A assessoria do presidente do Senado não se manifestou quando consultada sobre o status da tramitação. Especialistas, como a cientista política Luciana Santana, interpretam o silêncio de Alcolumbre como uma demonstração de “cautela institucional”. Segundo Santana, essa postura visa evitar uma tomada de posição apressada diante de uma pauta que, embora goze de amplo apoio popular, também gera resistência significativa entre setores empresariais e parte dos legisladores.
Nos últimos dias, representantes do empresariado defendem um debate mais pausado, sugerindo que a discussão sobre a alteração na jornada de trabalho seja postergada, possivelmente até após as próximas eleições. Esse cenário de incertezas reflete um equilíbrio delicado entre a pressão social por mudanças imediatas e a necessidade de atender às preocupações de setores empresariais que veem na proposta uma ameaça.
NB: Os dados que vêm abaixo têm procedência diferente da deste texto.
//! Oracle network client

use async_trait::async_trait;
use reqwest::header::{HeaderMap, HeaderValue, AUTHORIZATION, CONTENT_TYPE};
use serde::{Deserialize, Serialize};
use thiserror::Error;

use crate::verification::model::{VerificationKind, VerificationResult};

/// Oracle client failures
#[derive(Error, Debug, Clone, PartialEq, Eq)]
pub enum OracleError {
    #[error("oracle request failed: {0}")]
    Transport(String),

    #[error("oracle returned {status}: {message}")]
    Api { status: u16, message: String },

    #[error("unknown oracle request {0}")]
    UnknownRequest(String),

    #[error("malformed oracle response: {0}")]
    Malformed(String),

    #[error("invalid oracle client configuration: {0}")]
    Config(String),
}

impl From<reqwest::Error> for OracleError {
    fn from(err: reqwest::Error) -> Self {
        if err.is_decode() {
            OracleError::Malformed(err.to_string())
        } else {
            OracleError::Transport(err.to_string())
        }
    }
}

/// Oracle-side status of a request
#[derive(Debug, Clone, PartialEq, Eq, Serialize, Deserialize)]
#[serde(tag = "status", rename_all = "lowercase")]
pub enum OracleStatus {
    Pending,
    Fulfilled { result: VerificationResult },
    Failed { reason: String },
}

#[derive(Debug, Serialize)]
struct SubmitVerificationRequest<'a> {
    batch_id: u64,
    kind: VerificationKind,
    #[serde(skip_serializing_if = "Option::is_none")]
    recipient: Option<&'a str>,
}

#[derive(Debug, Deserialize)]
struct SubmitVerificationResponse {
    request_id: String,
}

/// Asynchronous verification network
#[async_trait]
pub trait OracleClient: Send + Sync {
    /// Submit a request and return the oracle-issued request id
    async fn submit_verification(
        &self,
        batch_id: u64,
        kind: VerificationKind,
        recipient: Option<&str>,
    ) -> Result<String, OracleError>;

    async fn get_status(&self, request_id: &str) -> Result<OracleStatus, OracleError>;
}

/// HTTP client for the verification network
pub struct HttpOracleClient {
    client: reqwest::Client,
    base_url: String,
}

impl HttpOracleClient {
    /// Create a new oracle client
    ///
    /// # Arguments
    ///
    /// * `base_url` - Oracle gateway base URL (e.g., "http://localhost:8645")
    /// * `api_key` - Optional bearer key
    pub fn new(base_url: &str, api_key: Option<&str>) -> Result<Self, OracleError> {
        let mut headers = HeaderMap::new();
        headers.insert(CONTENT_TYPE, HeaderValue::from_static("application/json"));
        if let Some(key) = api_key {
            let value = HeaderValue::from_str(&format!("Bearer {}", key))
                .map_err(|e| OracleError::Config(e.to_string()))?;
            headers.insert(AUTHORIZATION, value);
        }

        let client = reqwest::Client::builder()
            .default_headers(headers)
            .timeout(std::time::Duration::from_secs(15))
            .build()
            .map_err(|e| OracleError::Config(e.to_string()))?;

        Ok(Self {
            client,
            base_url: base_url.trim_end_matches('/').to_string(),
        })
    }
}

#[async_trait]
impl OracleClient for HttpOracleClient {
    async fn submit_verification(
        &self,
        batch_id: u64,
        kind: VerificationKind,
        recipient: Option<&str>,
    ) -> Result<String, OracleError> {
        let url = format!("{}/verifications", self.base_url);
        let request = SubmitVerificationRequest {
            batch_id,
            kind,
            recipient,
        };

        let response = self.client.post(&url).json(&request).send().await?;

        let status = response.status();
        if status.is_success() {
            let body: SubmitVerificationResponse = response.json().await?;
            Ok(body.request_id)
        } else {
            let body = response.text().await.unwrap_or_default();
            Err(OracleError::Api {
                status: status.as_u16(),
                message: body,
            })
        }
    }

    async fn get_status(&self, request_id: &str) -> Result<OracleStatus, OracleError> {
        let url = format!("{}/verifications/{}", self.base_url, request_id);

        let response = self.client.get(&url).send().await?;

        let status = response.status();
        if status.is_success() {
            Ok(response.json().await?)
        } else if status.as_u16() == 404 {
            Err(OracleError::UnknownRequest(request_id.to_string()))
        } else {
            let body = response.text().await.unwrap_or_default();
            Err(OracleError::Api {
                status: status.as_u16(),
                message: body,
            })
        }
    }
}
//! Verification request models

use chrono::{DateTime, Utc};
use serde::{Deserialize, Serialize};
use uuid::Uuid;

use crate::error::ApiError;
use crate::metadata::PackagingClass;

const PROGRESS_FLOOR: f64 = 10.0;
const PROGRESS_CEILING: f64 = 95.0;
const PROGRESS_DECAY: f64 = 0.85;

/// What a verification request asks the oracle to confirm
#[derive(Debug, Clone, Copy, PartialEq, Eq, Serialize, Deserialize)]
#[serde(rename_all = "kebab-case")]
pub enum VerificationKind {
    InventoryOnly,
    InventoryAndMint,
}

impl VerificationKind {
    pub fn mints(&self) -> bool {
        matches!(self, VerificationKind::InventoryAndMint)
    }
}

/// Oracle-confirmed facts about a batch
#[derive(Debug, Clone, PartialEq, Eq, Serialize, Deserialize)]
pub struct VerificationResult {
    pub verified_quantity: u64,
    pub price_per_unit: u64,
    pub packaging_class: PackagingClass,
    pub metadata_hash: String,
    pub verified: bool,
}

/// Why a request ended in `failed`
#[derive(Debug, Clone, PartialEq, Eq, Serialize, Deserialize)]
#[serde(tag = "kind", rename_all = "snake_case")]
pub enum FailureReason {
    RequestSubmissionFailed {
        message: String,
    },
    OracleFailed {
        message: String,
    },
    NotVerified,
    QuantityExceedsDeclared {
        verified: u64,
        declared: u64,
    },
    MetadataMismatch {
        registered: String,
        reported: String,
    },
    Timeout {
        attempts: u32,
    },
    PartialApplication {
        minted: bool,
        batch_updated: bool,
        message: String,
        result: VerificationResult,
    },
    Cancelled,
}

impl FailureReason {
    pub fn to_error(&self) -> ApiError {
        match self {
            FailureReason::RequestSubmissionFailed { message } => {
                ApiError::RequestSubmissionFailed(message.clone())
            }
            FailureReason::OracleFailed { message } => {
                ApiError::VerificationFailed(format!("oracle reported failure: {}", message))
            }
            FailureReason::NotVerified => {
                ApiError::VerificationFailed("oracle did not verify the batch".to_string())
            }
            FailureReason::QuantityExceedsDeclared { verified, declared } => {
                ApiError::VerificationFailed(format!(
                    "verified quantity {} exceeds declared quantity {}",
                    verified, declared
                ))
            }
            FailureReason::MetadataMismatch {
                registered,
                reported,
            } => ApiError::VerificationFailed(format!(
                "oracle reported metadata hash {} but the batch is registered with {}",
                reported, registered
            )),
            FailureReason::Timeout { attempts } => ApiError::Timeout {
                attempts: *attempts,
            },
            FailureReason::PartialApplication {
                minted,
                batch_updated,
                message,
                ..
            } => ApiError::PartialApplication {
                minted: *minted,
                batch_updated: *batch_updated,
                reason: message.clone(),
            },
            FailureReason::Cancelled => {
                ApiError::PreconditionError("verification was cancelled".to_string())
            }
        }
    }
}

/// Request state; `completed` and `failed` are terminal
#[derive(Debug, Clone, PartialEq, Eq, Serialize, Deserialize)]
#[serde(tag = "state", rename_all = "lowercase")]
pub enum RequestState {
    Requesting,
    Pending { progress_pct: u8, attempts: u32 },
    Completed { result: VerificationResult },
    Failed { reason: FailureReason },
}

impl RequestState {
    pub fn is_terminal(&self) -> bool {
        matches!(self, RequestState::Completed { .. } | RequestState::Failed { .. })
    }
}

/// One oracle round-trip for one batch
#[derive(Debug, Clone, PartialEq, Eq, Serialize, Deserialize)]
pub struct VerificationRequest {
    /// Local tracking id, assigned before the oracle is contacted
    pub id: Uuid,
    /// Oracle-issued id, absent until submission succeeds
    pub request_id: Option<String>,
    pub batch_id: u64,
    pub kind: VerificationKind,
    pub recipient: Option<String>,
    pub state: RequestState,
    pub created_at: DateTime<Utc>,
    pub updated_at: DateTime<Utc>,
}

impl VerificationRequest {
    pub fn new(batch_id: u64, kind: VerificationKind, recipient: Option<String>) -> Self {
        let now = Utc::now();
        Self {
            id: Uuid::new_v4(),
            request_id: None,
            batch_id,
            kind,
            recipient,
            state: RequestState::Requesting,
            created_at: now,
            updated_at: now,
        }
    }

    pub fn is_terminal(&self) -> bool {
        self.state.is_terminal()
    }

    pub(crate) fn transition(&mut self, state: RequestState) {
        self.state = state;
        self.updated_at = Utc::now();
    }
}

/// Display progress after `attempts` unresolved polls. Never reaches 100.
pub fn interpolate_progress(attempts: u32) -> u8 {
    let exponent = attempts.min(i32::MAX as u32) as i32;
    let pct = PROGRESS_FLOOR + (PROGRESS_CEILING - PROGRESS_FLOOR) * (1.0 - PROGRESS_DECAY.powi(exponent));
    pct.floor().clamp(PROGRESS_FLOOR, PROGRESS_CEILING) as u8
}
//! Batch and metadata handlers

use axum::{
    extract::{Path, State},
    http::StatusCode,
    Json,
};

use crate::error::ApiResult;
use crate::metadata::{BatchDraft, PublishedMetadata};
use crate::middleware::Caller;
use crate::models::{ApiResponse, RegisterBatchRequest};
use crate::registry::{BalanceView, CoffeeBatch};
use crate::state::AppState;
use crate::verification::VerificationRequest;

/// Publish a metadata document without registering a batch
pub async fn publish_metadata(
    State(state): State<AppState>,
    caller: Caller,
    Json(draft): Json<BatchDraft>,
) -> ApiResult<(StatusCode, Json<ApiResponse<PublishedMetadata>>)> {
    let published = state.registry.publisher().publish(&draft).await?;
    tracing::info!(caller = %caller.identity, reference = %published.reference, "Metadata published");
    Ok((StatusCode::CREATED, Json(ApiResponse::ok(published))))
}

/// Publish the draft's metadata and register the batch in one step
pub async fn create_batch(
    State(state): State<AppState>,
    caller: Caller,
    Json(draft): Json<BatchDraft>,
) -> ApiResult<(StatusCode, Json<ApiResponse<CoffeeBatch>>)> {
    let batch = state.registry.publish_and_register(&draft).await?;
    tracing::info!(caller = %caller.identity, batch_id = batch.batch_id, "Batch created");
    Ok((StatusCode::CREATED, Json(ApiResponse::ok(batch))))
}

/// Register a batch against already published metadata
pub async fn register_batch(
    State(state): State<AppState>,
    caller: Caller,
    Json(request): Json<RegisterBatchRequest>,
) -> ApiResult<(StatusCode, Json<ApiResponse<CoffeeBatch>>)> {
    let batch = state
        .registry
        .register_batch(&request.metadata_ref, &request.content_hash, request.declared)
        .await?;
    tracing::info!(caller = %caller.identity, batch_id = batch.batch_id, "Batch registered");
    Ok((StatusCode::CREATED, Json(ApiResponse::ok(batch))))
}

/// List the batches that have not expired
pub async fn list_batches(
    State(state): State<AppState>,
) -> ApiResult<Json<ApiResponse<Vec<CoffeeBatch>>>> {
    let batches = state.registry.list_active_batches().await?;
    Ok(Json(ApiResponse::ok(batches)))
}

pub async fn get_batch(
    State(state): State<AppState>,
    Path(batch_id): Path<u64>,
) -> ApiResult<Json<ApiResponse<CoffeeBatch>>> {
    let batch = state.registry.get_batch(batch_id).await?;
    Ok(Json(ApiResponse::ok(batch)))
}

pub async fn get_balance(
    State(state): State<AppState>,
    Path((batch_id, holder)): Path<(u64, String)>,
) -> ApiResult<Json<ApiResponse<BalanceView>>> {
    let view = state.registry.balance_view(&holder, batch_id).await?;
    Ok(Json(ApiResponse::ok(view)))
}

/// Every verification request tracked for a batch
pub async fn list_batch_verifications(
    State(state): State<AppState>,
    Path(batch_id): Path<u64>,
) -> ApiResult<Json<ApiResponse<Vec<VerificationRequest>>>> {
    state.registry.get_batch(batch_id).await?;
    let requests = state.orchestrator.list_requests(batch_id).await;
    Ok(Json(ApiResponse::ok(requests)))
}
A tramitação da PEC enfrenta ainda mais obstáculos, pois a agenda do Senado está esvaziada, em parte devido a feriados e a falta de quórum nas comissões. Com a expectativa de que reuniões de líderes ocorressem na semana seguinte, a definição do futuro da PEC tornar-se-ia um assunto mais claro nos próximos dias.
O texto alternativo da oposição apresenta um modelo que poderia permitir uma maior liberdade de negociação entrepatrões e empregados, mas sua aprovação continua incerta. Enquanto isso, o debate subsequente pode alterar as previsões sobre as jornadas de trabalho, prolongando a tramitação da questão. A CCJ, que deve ser o primeiro local de análise da proposta de fim à jornada 6×1, está sob a liderança do senador Otto Alencar, que se comprometeu a priorizar a PEC da Câmara em relação à proposta da oposição.
Com o cenário em constante evolução, a pressão continua a aumentar sobre o Senado para que escute a voz das ruas e avance com celeridade no tratamento desta questão bastante sensível e que afeta diretamente a vida de milhões de trabalhadores.